Phewas reveals possible drug side effects based on NALFD-associated protein

The UKB is a comprehensive biomedical database of population health and genetic research resources. Over 500,000 participants aged 37–73 years were recruited between 2006 and 2010 from 22 assessment centers across the UK. In this study, traits were excluded when the sample size of the dichotomous variable was < 1000⁴⁶ due to the biases of the small sample size. We conducted a comprehensive phenotype scan for CSPG3 and GCKR in UKB and interpreted the results as changes in disease or trait likelihood per SD increase in plasma protein levels. After FDR correction, phewas analysis linked the gene-predicted CSPG3 with 54 traits (P_FDR < 0.05). Notably, 19 (35.2%) were human traits such as basal metabolic rate, trunk fat-free mass, weight, hip circumference, and others;CSPG3was also correlated with endocrine diseases (diabetes and hypercholesterolemia), cardiovascular conditions (hypertension and heart disease), and drug use (statins and cholesterol-lowering drugs). Genetically predicted GCKR was associated with 136 traits (P_FDR < 0.05), including obesity-related factors (whole-body fat mass, waist circumference, hip circumference, and basal metabolic rate), endocrine disorders (diabetes mellitus, and gout), digestive diseases (gallbladder stones, and Crohn's disease), and cardiovascular metrics (hypertension, and pulse rate; Supplementary Material 1, Tables S9 and S10; Fig. 4).

Discussion

Utilizing genetic data from the SomaScan multiplex aptamer assay, 1,834 cis-pQTLs implicated in the NAFLD process were identified. Furthermore, four proteins (CSPG3, CILP2, Apo-E, and GCKR) were examined with a causal association with NAFLD, along with two pQTLs that share causal variants with NAFLD. We established a causal relationship between eight risk factors with NAFLD and determined the significance of risk factors in its pathogenesis. These findings align with the established epidemiological data. Our analysis suggested that the association of CSPG3 and GCKR with NAFLD may be mediated through one or more of these risk factors. The results of reverse MR showed no causal associations between pQTLs, risk factors, and NAFLD. Furthermore, phewas revealed additional therapeutic implications for targeting two pQTLs while highlighting potential safety concerns.

The GCKR gene, which encodes the glucokinase regulatory protein (GKRP), plays a pivotal role as a regulator and protector of glucokinase (GK) in the liver⁴⁷. Genetic variations in GCKR, particularly the rs1260326 variant leading to the P446L missense variant in GKRP, have been linked to NAFLD development⁴⁸. This variant affects the ability of GKRP to inhibit glucokinase, resulting in increased GCK activity and hepatic glucose uptake⁴⁶. GCKR variations influence GKRP expression and function, facilitating GK dissociation from GKRP and promoting de-novo lipogenesis, thereby increasing hepatic lipid accumulation⁴⁹. Our study suggested that GCKR may affect NAFLD through modifiable risk factors, such as waist circumference, smoking, depression, C-reactive protein levels, galectin-3, and HDL cholesterol.
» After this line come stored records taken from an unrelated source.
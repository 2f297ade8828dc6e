pub mod block;
pub mod config;
pub mod error;
pub mod io;
pub mod scoring;
pub mod session;
pub mod sim;
pub mod trial;

pub use block::{BlockEngine, BlockPlan};
pub use config::{ConditionTable, Protocol, TaskSettings};
pub use error::{BlockInterrupted, DeviceError, Interruption, SettingsError, TriggerError};
pub use io::{AbortHandle, Response, ResponseSource, TriggerSink};
pub use session::SessionEngine;
pub use trial::{TrialContext, TrialEngine};
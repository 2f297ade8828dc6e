use serde::{Deserialize, Serialize};
use std::fmt;

/// Name of a phase inside one trial. Each label owns exactly one `PhaseEvent`
/// in the trial record.
#[derive(Debug, Clone, Copy, PartialEq, Eq, Hash, Serialize, Deserialize)]
#[serde(into = "String", try_from = "String")]
pub enum PhaseLabel {
    Fixation,
    /// Balloon shown after `n` successful pumps.
    Pump(u32),
    Pop,
    Cash,
    Timeout,
    Feedback,
}

impl PhaseLabel {
    pub fn is_decision(&self) -> bool {
        matches!(self, Self::Pump(_))
    }
}

impl fmt::Display for PhaseLabel {
    fn fmt(&self, f: &mut fmt::Formatter<'_>) -> fmt::Result {
        match self {
            Self::Fixation => f.write_str("fixation"),
            Self::Pump(n) => write!(f, "pump_{n}"),
            Self::Pop => f.write_str("pop"),
            Self::Cash => f.write_str("cash"),
            Self::Timeout => f.write_str("timeout"),
            Self::Feedback => f.write_str("feedback"),
        }
    }
}

impl From<PhaseLabel> for String {
    fn from(label: PhaseLabel) -> Self {
        label.to_string()
    }
}

impl TryFrom<String> for PhaseLabel {
    type Error = String;

    fn try_from(s: String) -> Result<Self, Self::Error> {
        Ok(match s.as_str() {
            "fixation" => Self::Fixation,
            "pop" => Self::Pop,
            "cash" => Self::Cash,
            "timeout" => Self::Timeout,
            "feedback" => Self::Feedback,
            other => {
                let n = other
                    .strip_prefix("pump_")
                    .and_then(|n| n.parse().ok())
                    .ok_or_else(|| format!("unknown phase label `{other}`"))?;
                Self::Pump(n)
            }
        })
    }
}
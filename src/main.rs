mod app;
use app::{App, Args};
use clap::Parser;

fn main() -> anyhow::Result<()> {
    env_logger::init();
    let app = App::new(Args::parse())?;
    app.run()?;

    Ok(())
}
MR analysis in elderly Chinese Han patients with NAFLD showed a link between rs1260326 in GCKR and waist circumference⁵⁰. Multi-trait GWAS analysis indicated the involvement of GCKR in smoking behavior⁵¹, and genome-wide meta-analyses suggest associations with psychiatric disorders, including schizophrenia and major depressive disorder⁵². Correlations have been observed between GCKR and CRP levels⁵³ and significant GCKR variant interactions affecting serum HDL cholesterol levels in T2D subjects⁵⁴. Additionally, phenome-wide Mendelian randomization (Phewas) analysis indicated potential therapeutic benefits of targeting GCKR, such as reducing the risk of pure hypercholesterolemia and alcohol intake frequency.

Neurocan (CSPG3), a crucial component of the extracellular matrix⁵⁵, is pivotal for cell maintenance, proliferation, migration, and various signaling pathways⁵⁶. Polymorphisms in the neurocan gene, predominantly expressed in neuronal tissues, have been implicated as risk factors for NAFLD^57,58,59. Additionally, neurocan gene variations are associated with an increased risk of hepatocellular carcinoma (HCC) in patients with alcoholic liver cirrhosis (ALD)⁶⁰. Notably, patients with ALD exhibited higher Neurocan gene (NCAN) expression and altered cellular distribution than those with hepatitis C virus-induced cirrhosis, indicating differential regulation of NCAN expression-based etiology of liver disease; however, the functional implications remain unexplored⁶¹. In our study, neurocan appeared to affect NAFLD pathogenesis via waist circumference. Phewas analysis revealed that targeting CSPG3 shares similar effects with targeting GCKR. Consequently, CSPG3 has emerged as a promising therapeutic target for HCC in the context of NAFLD and alcoholic cirrhosis, warranting further research to investigate its role in liver diseases.

This study has several strengths. First, we conducted a comprehensive two-way MR analysis on protein-mediated intermediate risk factors, revealing a triadic chain of interactions. This analysis demonstrated the intermediary role of the relevant pQTLs in potentially precipitating NAFLD. Additionally, phewas was used to examine the correlated traits of protein-based drugs, thereby enhancing our understanding of their implications. Furthermore, our approach to identifying NAFLD risk factors involved sourcing data from publicly available databases, enabling a more comprehensive aggregation of NAFLD risk factors. This methodology enhances our understanding of NAFLD and provides robust evidence for public health policy formulation, particularly concerning modifiable risk factors.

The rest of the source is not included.